* Aim of the task
When a line of the records below contains the string "instead", copy that whole line.

Data: Begin

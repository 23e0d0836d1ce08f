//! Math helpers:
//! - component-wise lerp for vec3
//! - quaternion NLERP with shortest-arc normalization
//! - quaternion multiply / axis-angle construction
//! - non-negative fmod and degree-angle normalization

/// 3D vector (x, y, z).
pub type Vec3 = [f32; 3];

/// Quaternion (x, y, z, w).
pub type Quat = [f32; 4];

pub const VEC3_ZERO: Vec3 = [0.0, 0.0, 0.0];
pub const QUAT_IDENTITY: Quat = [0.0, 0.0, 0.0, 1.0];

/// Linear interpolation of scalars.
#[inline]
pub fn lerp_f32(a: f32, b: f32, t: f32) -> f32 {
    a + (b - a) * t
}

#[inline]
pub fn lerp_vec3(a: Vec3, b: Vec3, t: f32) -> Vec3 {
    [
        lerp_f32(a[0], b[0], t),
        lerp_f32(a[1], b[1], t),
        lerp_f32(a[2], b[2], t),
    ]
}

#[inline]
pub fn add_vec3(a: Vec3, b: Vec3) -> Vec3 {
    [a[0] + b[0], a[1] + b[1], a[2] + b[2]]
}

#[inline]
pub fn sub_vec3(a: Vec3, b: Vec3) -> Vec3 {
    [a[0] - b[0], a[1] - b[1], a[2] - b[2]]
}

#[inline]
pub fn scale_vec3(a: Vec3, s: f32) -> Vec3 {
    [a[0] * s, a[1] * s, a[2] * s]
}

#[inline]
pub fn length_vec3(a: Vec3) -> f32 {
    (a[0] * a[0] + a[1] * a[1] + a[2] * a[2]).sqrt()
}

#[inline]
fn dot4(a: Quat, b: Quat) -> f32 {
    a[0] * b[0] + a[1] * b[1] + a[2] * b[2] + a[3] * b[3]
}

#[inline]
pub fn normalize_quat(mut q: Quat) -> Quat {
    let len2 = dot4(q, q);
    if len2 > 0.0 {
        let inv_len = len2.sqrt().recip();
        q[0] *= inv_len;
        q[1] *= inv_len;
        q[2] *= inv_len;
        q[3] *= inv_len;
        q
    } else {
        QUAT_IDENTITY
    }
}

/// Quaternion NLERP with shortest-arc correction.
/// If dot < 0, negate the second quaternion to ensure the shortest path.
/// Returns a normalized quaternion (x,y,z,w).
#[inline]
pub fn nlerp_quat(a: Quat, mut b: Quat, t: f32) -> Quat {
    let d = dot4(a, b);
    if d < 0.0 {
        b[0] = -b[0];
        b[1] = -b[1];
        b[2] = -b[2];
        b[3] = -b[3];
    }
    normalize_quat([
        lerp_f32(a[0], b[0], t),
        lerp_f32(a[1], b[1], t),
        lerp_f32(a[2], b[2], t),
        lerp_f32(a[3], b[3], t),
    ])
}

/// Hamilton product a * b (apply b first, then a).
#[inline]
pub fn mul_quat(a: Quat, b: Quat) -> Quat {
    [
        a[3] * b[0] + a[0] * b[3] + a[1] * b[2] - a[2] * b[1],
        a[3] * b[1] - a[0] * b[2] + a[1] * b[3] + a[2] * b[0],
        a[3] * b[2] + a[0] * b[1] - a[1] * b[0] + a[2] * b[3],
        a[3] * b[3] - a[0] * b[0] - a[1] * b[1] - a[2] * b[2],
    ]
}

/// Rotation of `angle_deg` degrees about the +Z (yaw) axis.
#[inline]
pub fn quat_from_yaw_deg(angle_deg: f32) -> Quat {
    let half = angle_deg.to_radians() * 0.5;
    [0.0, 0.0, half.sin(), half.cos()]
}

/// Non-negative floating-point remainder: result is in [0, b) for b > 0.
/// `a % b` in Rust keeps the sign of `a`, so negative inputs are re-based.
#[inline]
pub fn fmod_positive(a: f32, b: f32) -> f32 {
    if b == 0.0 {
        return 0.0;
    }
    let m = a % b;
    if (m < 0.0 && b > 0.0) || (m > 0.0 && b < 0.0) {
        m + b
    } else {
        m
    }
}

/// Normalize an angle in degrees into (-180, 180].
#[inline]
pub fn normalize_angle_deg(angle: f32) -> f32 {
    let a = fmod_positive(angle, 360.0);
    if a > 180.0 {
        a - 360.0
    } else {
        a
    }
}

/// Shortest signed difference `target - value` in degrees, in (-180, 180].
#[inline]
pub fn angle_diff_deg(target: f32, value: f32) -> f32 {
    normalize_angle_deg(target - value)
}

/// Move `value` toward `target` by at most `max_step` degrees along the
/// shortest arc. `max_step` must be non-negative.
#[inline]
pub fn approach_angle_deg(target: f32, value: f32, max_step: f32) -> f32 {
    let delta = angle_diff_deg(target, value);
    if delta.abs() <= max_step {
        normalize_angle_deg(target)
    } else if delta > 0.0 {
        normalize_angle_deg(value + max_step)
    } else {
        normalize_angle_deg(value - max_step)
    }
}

Data: End
Data: Begin

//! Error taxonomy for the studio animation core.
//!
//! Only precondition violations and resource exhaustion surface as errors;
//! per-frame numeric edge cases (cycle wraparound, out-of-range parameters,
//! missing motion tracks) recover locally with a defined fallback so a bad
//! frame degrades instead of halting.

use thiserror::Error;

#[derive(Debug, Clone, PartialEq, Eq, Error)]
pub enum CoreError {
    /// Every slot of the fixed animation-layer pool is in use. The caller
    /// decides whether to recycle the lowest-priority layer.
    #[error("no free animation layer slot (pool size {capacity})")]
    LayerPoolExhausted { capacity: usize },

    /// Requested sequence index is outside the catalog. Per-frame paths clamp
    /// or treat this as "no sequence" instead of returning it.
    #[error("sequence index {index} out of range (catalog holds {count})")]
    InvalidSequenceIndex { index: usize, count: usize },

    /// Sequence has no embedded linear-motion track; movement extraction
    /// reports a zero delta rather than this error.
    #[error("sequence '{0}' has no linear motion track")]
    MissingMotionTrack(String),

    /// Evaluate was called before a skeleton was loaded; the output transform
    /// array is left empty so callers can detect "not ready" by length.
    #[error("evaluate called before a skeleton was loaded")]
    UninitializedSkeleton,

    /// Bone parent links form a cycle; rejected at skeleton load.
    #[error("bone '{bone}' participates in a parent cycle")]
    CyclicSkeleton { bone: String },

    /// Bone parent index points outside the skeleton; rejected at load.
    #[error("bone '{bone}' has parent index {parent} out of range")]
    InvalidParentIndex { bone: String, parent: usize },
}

Data: End

* Solution for this problem
//! frame degrades instead of halting.
    /// or treat this as "no sequence" instead of returning it.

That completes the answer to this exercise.